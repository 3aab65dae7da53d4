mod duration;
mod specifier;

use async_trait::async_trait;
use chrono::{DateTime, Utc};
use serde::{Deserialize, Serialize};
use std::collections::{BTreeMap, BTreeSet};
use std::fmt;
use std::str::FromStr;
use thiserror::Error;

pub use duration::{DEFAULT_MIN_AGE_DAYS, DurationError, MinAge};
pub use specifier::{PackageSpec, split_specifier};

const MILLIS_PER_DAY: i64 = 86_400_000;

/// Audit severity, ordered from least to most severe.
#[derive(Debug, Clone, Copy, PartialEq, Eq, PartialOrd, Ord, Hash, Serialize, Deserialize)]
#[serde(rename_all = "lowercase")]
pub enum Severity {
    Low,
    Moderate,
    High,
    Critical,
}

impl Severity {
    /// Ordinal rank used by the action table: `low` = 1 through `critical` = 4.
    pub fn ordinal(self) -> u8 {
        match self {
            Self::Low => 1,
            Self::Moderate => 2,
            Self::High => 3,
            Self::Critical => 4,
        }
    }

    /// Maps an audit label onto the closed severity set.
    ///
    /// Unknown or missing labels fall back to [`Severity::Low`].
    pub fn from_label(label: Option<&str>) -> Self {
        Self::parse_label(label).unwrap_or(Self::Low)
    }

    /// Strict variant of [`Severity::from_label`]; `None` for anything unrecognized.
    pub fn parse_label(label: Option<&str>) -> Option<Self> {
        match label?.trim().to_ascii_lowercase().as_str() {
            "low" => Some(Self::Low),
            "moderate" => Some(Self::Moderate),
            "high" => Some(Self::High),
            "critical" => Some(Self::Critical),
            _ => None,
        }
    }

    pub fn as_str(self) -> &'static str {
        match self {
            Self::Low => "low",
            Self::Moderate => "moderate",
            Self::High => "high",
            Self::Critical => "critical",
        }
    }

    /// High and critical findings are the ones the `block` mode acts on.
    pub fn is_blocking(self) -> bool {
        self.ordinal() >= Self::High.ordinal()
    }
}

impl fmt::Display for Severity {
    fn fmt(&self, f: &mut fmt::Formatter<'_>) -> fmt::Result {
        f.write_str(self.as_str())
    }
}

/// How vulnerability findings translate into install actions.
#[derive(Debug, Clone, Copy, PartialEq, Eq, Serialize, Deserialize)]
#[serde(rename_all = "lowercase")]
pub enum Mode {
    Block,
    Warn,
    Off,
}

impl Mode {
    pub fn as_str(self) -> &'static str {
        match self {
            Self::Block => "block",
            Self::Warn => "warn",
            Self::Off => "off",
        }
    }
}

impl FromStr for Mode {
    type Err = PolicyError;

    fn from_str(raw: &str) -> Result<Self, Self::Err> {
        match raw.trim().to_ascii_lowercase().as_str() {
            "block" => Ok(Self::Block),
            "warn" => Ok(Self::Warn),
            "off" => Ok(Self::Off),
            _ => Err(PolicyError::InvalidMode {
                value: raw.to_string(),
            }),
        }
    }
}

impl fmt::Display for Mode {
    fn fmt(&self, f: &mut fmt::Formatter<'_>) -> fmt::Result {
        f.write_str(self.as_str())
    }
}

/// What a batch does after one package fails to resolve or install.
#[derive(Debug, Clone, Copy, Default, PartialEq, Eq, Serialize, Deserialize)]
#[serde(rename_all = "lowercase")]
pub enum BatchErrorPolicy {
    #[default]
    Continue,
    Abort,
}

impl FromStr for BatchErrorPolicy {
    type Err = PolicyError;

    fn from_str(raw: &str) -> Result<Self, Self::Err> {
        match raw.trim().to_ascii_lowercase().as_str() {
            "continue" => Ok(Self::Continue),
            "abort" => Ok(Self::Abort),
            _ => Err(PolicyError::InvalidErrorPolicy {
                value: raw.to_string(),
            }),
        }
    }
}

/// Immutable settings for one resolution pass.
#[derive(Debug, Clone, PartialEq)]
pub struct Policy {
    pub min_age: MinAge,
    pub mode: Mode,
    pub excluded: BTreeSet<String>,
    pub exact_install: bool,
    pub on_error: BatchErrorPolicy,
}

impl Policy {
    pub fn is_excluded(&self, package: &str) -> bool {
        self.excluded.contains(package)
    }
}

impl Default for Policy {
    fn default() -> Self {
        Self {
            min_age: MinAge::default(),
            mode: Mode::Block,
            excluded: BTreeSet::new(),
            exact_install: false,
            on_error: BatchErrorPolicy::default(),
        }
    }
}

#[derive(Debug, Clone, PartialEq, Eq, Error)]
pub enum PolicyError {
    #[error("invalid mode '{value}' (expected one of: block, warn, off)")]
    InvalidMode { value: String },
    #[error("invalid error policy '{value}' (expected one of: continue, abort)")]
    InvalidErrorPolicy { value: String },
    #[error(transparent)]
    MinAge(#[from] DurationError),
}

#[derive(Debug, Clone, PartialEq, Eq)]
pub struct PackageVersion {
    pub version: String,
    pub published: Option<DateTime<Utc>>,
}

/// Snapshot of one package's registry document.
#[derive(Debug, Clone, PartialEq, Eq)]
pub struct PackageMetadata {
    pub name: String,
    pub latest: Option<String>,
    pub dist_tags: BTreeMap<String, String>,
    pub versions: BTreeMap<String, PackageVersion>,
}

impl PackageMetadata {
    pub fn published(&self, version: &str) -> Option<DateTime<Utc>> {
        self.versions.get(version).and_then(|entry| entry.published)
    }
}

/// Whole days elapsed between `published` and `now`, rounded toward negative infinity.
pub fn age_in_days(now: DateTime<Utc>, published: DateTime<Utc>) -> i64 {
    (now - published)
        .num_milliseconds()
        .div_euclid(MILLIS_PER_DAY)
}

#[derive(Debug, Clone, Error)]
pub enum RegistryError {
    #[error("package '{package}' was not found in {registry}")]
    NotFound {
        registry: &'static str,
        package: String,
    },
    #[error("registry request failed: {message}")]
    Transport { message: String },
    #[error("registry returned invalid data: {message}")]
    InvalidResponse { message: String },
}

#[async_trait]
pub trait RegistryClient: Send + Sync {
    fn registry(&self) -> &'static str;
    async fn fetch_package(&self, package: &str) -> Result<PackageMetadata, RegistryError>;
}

---

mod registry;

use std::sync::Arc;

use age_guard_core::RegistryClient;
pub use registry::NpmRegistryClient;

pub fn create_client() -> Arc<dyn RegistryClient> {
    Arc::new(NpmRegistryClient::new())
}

* * *

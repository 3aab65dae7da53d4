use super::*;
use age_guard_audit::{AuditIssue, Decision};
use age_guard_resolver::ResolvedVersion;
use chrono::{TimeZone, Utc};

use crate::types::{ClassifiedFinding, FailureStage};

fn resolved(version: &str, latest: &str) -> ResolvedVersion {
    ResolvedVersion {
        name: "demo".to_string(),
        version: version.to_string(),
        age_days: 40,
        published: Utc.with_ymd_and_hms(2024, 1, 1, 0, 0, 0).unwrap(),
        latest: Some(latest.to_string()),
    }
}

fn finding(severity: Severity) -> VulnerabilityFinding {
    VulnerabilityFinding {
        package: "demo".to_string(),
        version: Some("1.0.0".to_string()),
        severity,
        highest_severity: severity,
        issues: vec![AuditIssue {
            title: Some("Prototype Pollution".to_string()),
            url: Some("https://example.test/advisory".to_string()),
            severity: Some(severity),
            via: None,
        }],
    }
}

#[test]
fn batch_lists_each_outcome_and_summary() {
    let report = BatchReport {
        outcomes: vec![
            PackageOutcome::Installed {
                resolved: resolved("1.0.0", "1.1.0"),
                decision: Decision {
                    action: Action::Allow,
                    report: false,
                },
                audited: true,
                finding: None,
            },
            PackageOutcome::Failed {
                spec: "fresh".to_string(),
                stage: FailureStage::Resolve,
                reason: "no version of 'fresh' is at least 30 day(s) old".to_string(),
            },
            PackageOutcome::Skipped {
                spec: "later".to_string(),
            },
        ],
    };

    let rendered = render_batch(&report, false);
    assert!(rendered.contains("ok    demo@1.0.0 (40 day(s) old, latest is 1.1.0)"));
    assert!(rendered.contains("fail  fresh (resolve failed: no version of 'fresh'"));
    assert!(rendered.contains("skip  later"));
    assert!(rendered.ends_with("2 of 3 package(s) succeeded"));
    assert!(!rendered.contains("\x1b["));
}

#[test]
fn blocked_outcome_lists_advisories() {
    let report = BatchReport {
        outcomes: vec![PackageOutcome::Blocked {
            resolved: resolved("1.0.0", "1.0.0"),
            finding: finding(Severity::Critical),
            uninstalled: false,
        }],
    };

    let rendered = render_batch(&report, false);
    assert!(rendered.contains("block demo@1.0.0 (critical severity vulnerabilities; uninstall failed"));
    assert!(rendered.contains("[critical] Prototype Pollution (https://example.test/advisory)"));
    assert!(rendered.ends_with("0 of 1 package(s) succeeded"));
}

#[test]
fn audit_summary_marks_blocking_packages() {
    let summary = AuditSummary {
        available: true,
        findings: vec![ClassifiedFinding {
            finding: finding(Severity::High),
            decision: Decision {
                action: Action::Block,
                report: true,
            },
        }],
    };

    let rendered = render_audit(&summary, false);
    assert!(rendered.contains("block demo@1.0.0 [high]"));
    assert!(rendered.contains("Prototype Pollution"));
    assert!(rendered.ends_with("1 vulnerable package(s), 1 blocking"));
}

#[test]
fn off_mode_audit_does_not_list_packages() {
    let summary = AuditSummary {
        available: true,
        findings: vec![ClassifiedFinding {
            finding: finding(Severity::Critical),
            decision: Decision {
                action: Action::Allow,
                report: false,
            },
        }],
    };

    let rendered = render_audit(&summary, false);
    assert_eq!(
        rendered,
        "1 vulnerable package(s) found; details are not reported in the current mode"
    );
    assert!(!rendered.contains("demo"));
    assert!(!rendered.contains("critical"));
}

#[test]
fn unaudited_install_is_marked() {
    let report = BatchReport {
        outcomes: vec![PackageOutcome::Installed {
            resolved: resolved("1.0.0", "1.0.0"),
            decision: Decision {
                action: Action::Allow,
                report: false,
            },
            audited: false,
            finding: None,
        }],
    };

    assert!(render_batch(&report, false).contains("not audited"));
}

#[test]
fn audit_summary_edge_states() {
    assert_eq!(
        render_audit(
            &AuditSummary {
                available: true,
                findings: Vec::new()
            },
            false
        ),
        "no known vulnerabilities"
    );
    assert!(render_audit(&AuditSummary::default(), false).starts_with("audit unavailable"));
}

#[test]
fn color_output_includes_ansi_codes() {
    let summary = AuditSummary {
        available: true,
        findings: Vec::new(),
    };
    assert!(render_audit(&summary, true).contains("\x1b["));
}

PROBLEM REQUIREMENTS: From the listing above, collect every line that mentions the word "least".

PROBLEM SOLUTION:
/// Audit severity, ordered from least to most severe.
                reason: "no version of 'fresh' is at least 30 day(s) old".to_string(),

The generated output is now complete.